▶ PROMPT:
In the records below, work out how many lines hold the word "true". Report the number alone.

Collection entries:
--------------------------------------------------

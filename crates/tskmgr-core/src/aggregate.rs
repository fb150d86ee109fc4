//! Run status as a function of its task set.

use chrono::{DateTime, Utc};

use crate::{run_lifecycle, CoreError, Run, Task, TaskStatus};

/// Recompute `run` after `ended` reached a terminal state, or on an explicit
/// pass when `ended` is `None`.
///
/// `tasks` is the run's task set as last read; `ended` takes precedence over
/// its own (possibly stale) entry. Any Failed task fails the run. Returns
/// `None` when the run is unchanged.
/// Runs that already ended are left alone, so a second task failure does not
/// error.
pub fn recompute(
    run: &Run,
    ended: Option<&Task>,
    tasks: &[Task],
    now: DateTime<Utc>,
) -> Result<Option<Run>, CoreError> {
    if run.has_ended() {
        return Ok(None);
    }

    let status_of = |task: &Task| match ended {
        Some(e) if e.id == task.id => e.status,
        _ => task.status,
    };

    // The whole set is checked even with a trigger, so a failure whose own
    // aggregation never committed is still picked up by a later pass.
    let any_failed = ended.is_some_and(|t| t.status == TaskStatus::Failed)
        || tasks.iter().any(|t| status_of(t) == TaskStatus::Failed);
    if any_failed {
        return run_lifecycle::fail(run, now).map(Some);
    }

    let all_done = tasks
        .iter()
        .all(|t| status_of(t) == TaskStatus::Completed);
    if run.closed && all_done {
        return run_lifecycle::complete(run, now).map(Some);
    }

    Ok(None)
}
//! Drives run status recomputation after task outcomes.
//!
//! The task set is read before the run lock is taken; holding a run lock
//! while locking task rows would break the one-lock-per-caller rule. Every
//! caller reads after its own task write committed, so the last task to end
//! always sees the others' outcomes.

use std::sync::Arc;

use chrono::Utc;
use tracing::info;

use tskmgr_core::{aggregate, CoreError, Run, RunId, Task};

use crate::retry::with_retry;
use crate::service::{ServiceError, ServiceResult};
use crate::state::AppState;
use crate::store::TaskQuery;

/// Run aggregator.
pub struct RunAggregator {
    state: Arc<AppState>,
}

impl RunAggregator {
    pub fn new(state: Arc<AppState>) -> Self {
        Self { state }
    }

    /// Recompute the owning run after `task` reached a terminal status.
    pub async fn on_task_ended(&self, task: &Task) -> ServiceResult<Run> {
        self.recompute(&task.run_id, Some(task)).await
    }

    /// Explicit pass with no triggering task. Completes a run that was closed
    /// after its last task finished.
    pub async fn reconcile(&self, run_id: &RunId) -> ServiceResult<Run> {
        self.recompute(run_id, None).await
    }

    async fn recompute(&self, run_id: &RunId, ended: Option<&Task>) -> ServiceResult<Run> {
        let store = &self.state.store;
        let policy = self.state.config.retry_policy();

        let query = TaskQuery::for_run(run_id);
        let tasks = with_retry(policy, "query_tasks", || store.query_tasks(&query)).await?;

        let updated = with_retry(policy, "aggregate_run", || {
            let tasks = tasks.clone();
            let ended = ended.cloned();
            store.update_run(
                run_id,
                Box::new(move |run: &Run| aggregate::recompute(run, ended.as_ref(), &tasks, Utc::now())),
            )
        })
        .await?;

        match updated {
            Some(run) => {
                info!(run_id = %run.id, status = %run.status, "Run status aggregated");
                Ok(run)
            }
            None => self.current(run_id).await,
        }
    }

    async fn current(&self, run_id: &RunId) -> ServiceResult<Run> {
        let store = &self.state.store;
        with_retry(self.state.config.retry_policy(), "find_run", || store.find_run(run_id))
            .await?
            .ok_or_else(|| ServiceError::Core(CoreError::RunNotFound(run_id.clone())))
    }
}
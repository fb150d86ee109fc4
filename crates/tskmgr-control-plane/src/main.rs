//! tskmgr Control Plane Server

use std::net::SocketAddr;

use clap::Parser;
use tokio::net::TcpListener;
use tracing::info;
use tracing_subscriber::{EnvFilter, FmtSubscriber};

use tskmgr_control_plane::{http, AppState, AssignmentPolicy, Config};

/// Run/task coordination server.
#[derive(Parser)]
#[command(name = "tskmgr-control-plane")]
#[command(about = "Coordinate runs and tasks across polling runners", long_about = None)]
struct Args {
    /// HTTP bind address
    #[arg(long)]
    bind: Option<String>,

    /// Longest wait for a record lock, in milliseconds
    #[arg(long)]
    lock_timeout_ms: Option<u64>,

    /// Attempts per operation when a record lock times out
    #[arg(long)]
    lock_retries: Option<u32>,

    /// Keep handing out Pending tasks of a failed run unless it is fail-fast
    #[arg(long)]
    drain_after_failure: bool,

    /// Log filter used when RUST_LOG is unset
    #[arg(long)]
    log_level: Option<String>,
}

impl Args {
    fn into_config(self) -> Config {
        let mut config = Config::default();
        if let Some(bind) = self.bind {
            config.bind_addr = bind;
        }
        if let Some(ms) = self.lock_timeout_ms {
            config.lock_timeout_ms = ms;
        }
        if let Some(retries) = self.lock_retries {
            config.lock_retries = retries;
        }
        if self.drain_after_failure {
            config.assignment_policy = AssignmentPolicy::DrainUnlessFailFast;
        }
        if let Some(level) = self.log_level {
            config.log_level = level;
        }
        config
    }
}

#[tokio::main]
async fn main() -> Result<(), Box<dyn std::error::Error>> {
    let config = Args::parse().into_config();

    // Initialize tracing
    let filter = EnvFilter::try_from_default_env()
        .or_else(|_| EnvFilter::try_new(&config.log_level))?;
    let subscriber = FmtSubscriber::builder()
        .with_env_filter(filter)
        .with_target(true)
        .finish();
    tracing::subscriber::set_global_default(subscriber)?;

    let addr: SocketAddr = config.bind_addr.parse()?;
    info!(
        addr = %addr,
        lock_timeout_ms = config.lock_timeout_ms,
        lock_retries = config.lock_retries,
        policy = ?config.assignment_policy,
        "Starting tskmgr control plane"
    );

    let state = AppState::new(config);
    let router = http::create_router(state);

    let listener = TcpListener::bind(addr).await?;
    info!("HTTP server listening on {}", addr);

    axum::serve(listener, router)
        .with_graceful_shutdown(shutdown_signal())
        .await?;

    info!("Control plane stopped");
    Ok(())
}

async fn shutdown_signal() {
    if let Err(e) = tokio::signal::ctrl_c().await {
        tracing::error!(error = %e, "Failed to listen for shutdown signal");
        std::future::pending::<()>().await;
    }
    info!("Shutdown signal received");
}
//! Durable record store consumed by the control plane.
//!
//! The core only needs four things from storage: insert, read, ordered query,
//! and an atomic conditional update of a single record under that record's
//! lock. `update_run`/`update_task` are the conditional update: the store
//! locks the row, hands the current value to a synchronous mutation, writes
//! the result if there is one, and releases the row. A SQL backend maps this
//! to `SELECT ... FOR UPDATE` + `UPDATE` inside one transaction.

use async_trait::async_trait;
use thiserror::Error;

use tskmgr_core::{CoreError, Run, RunId, RunnerId, Task, TaskId, TaskStatus};

pub mod memory;

pub use memory::MemoryStore;

/// Store errors.
#[derive(Debug, Error)]
pub enum StoreError {
    /// A mutation or gate refused the current record.
    #[error(transparent)]
    Rejected(#[from] CoreError),

    #[error("{entity} not found: {id}")]
    NotFound { entity: &'static str, id: String },

    /// Row lock not acquired in time. Transient.
    #[error("timed out waiting for {entity} lock: {id}")]
    LockTimeout { entity: &'static str, id: String },

    #[error("store backend failure: {0}")]
    Backend(String),
}

impl StoreError {
    /// Returns true for errors worth retrying locally.
    pub fn is_transient(&self) -> bool {
        matches!(self, Self::LockTimeout { .. })
    }
}

pub type StoreResult<T> = Result<T, StoreError>;

/// Conditional update applied under a row lock.
///
/// `Ok(Some(record))` writes, `Ok(None)` leaves the row untouched and
/// `Err` aborts with [`StoreError::Rejected`].
pub type Mutation<T> = Box<dyn FnOnce(&T) -> Result<Option<T>, CoreError> + Send>;

/// Precondition checked under a row lock before a dependent write.
pub type Gate<T> = Box<dyn FnOnce(&T) -> Result<(), CoreError> + Send>;

/// Sort order for task queries.
#[derive(Debug, Clone, Copy, Default, PartialEq, Eq)]
pub enum TaskOrder {
    /// Insertion order.
    #[default]
    Created,
    /// Most recently ended first; unfinished tasks last.
    EndedDesc,
}

/// Filter, order and limit for [`Store::query_tasks`].
#[derive(Debug, Clone, PartialEq, Eq)]
pub struct TaskQuery {
    pub run_id: RunId,
    pub status: Option<TaskStatus>,
    pub runner_id: Option<RunnerId>,
    pub order: TaskOrder,
    pub limit: Option<usize>,
}

impl TaskQuery {
    /// All tasks of a run, in insertion order.
    pub fn for_run(run_id: &RunId) -> Self {
        Self {
            run_id: run_id.clone(),
            status: None,
            runner_id: None,
            order: TaskOrder::Created,
            limit: None,
        }
    }

    pub fn with_status(mut self, status: TaskStatus) -> Self {
        self.status = Some(status);
        self
    }

    pub fn with_runner(mut self, runner_id: &RunnerId) -> Self {
        self.runner_id = Some(runner_id.clone());
        self
    }

    pub fn ordered_by(mut self, order: TaskOrder) -> Self {
        self.order = order;
        self
    }

    pub fn limit(mut self, limit: usize) -> Self {
        self.limit = Some(limit);
        self
    }

    /// Returns true if `task` passes the filter.
    pub fn matches(&self, task: &Task) -> bool {
        task.run_id == self.run_id
            && self.status.map_or(true, |s| task.status == s)
            && self
                .runner_id
                .as_ref()
                .map_or(true, |r| task.runner_id.as_ref() == Some(r))
    }
}

/// Run and task persistence with row-scoped locking.
#[async_trait]
pub trait Store: Send + Sync {
    async fn insert_run(&self, run: Run) -> StoreResult<()>;

    /// Insert a task batch while holding the owning run's lock, after `gate`
    /// accepted the run.
    async fn insert_tasks(&self, run_id: &RunId, tasks: Vec<Task>, gate: Gate<Run>)
        -> StoreResult<()>;

    async fn find_run(&self, id: &RunId) -> StoreResult<Option<Run>>;

    async fn find_task(&self, id: &TaskId) -> StoreResult<Option<Task>>;

    async fn query_tasks(&self, query: &TaskQuery) -> StoreResult<Vec<Task>>;

    /// Atomic conditional update of one run. Returns the written record, or
    /// `None` when the mutation chose not to write.
    async fn update_run(&self, id: &RunId, mutation: Mutation<Run>) -> StoreResult<Option<Run>>;

    /// Atomic conditional update of one task.
    async fn update_task(&self, id: &TaskId, mutation: Mutation<Task>)
        -> StoreResult<Option<Task>>;
}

--------------------------------------------------

▶ ANSWER TO THIS PROBLEM:
5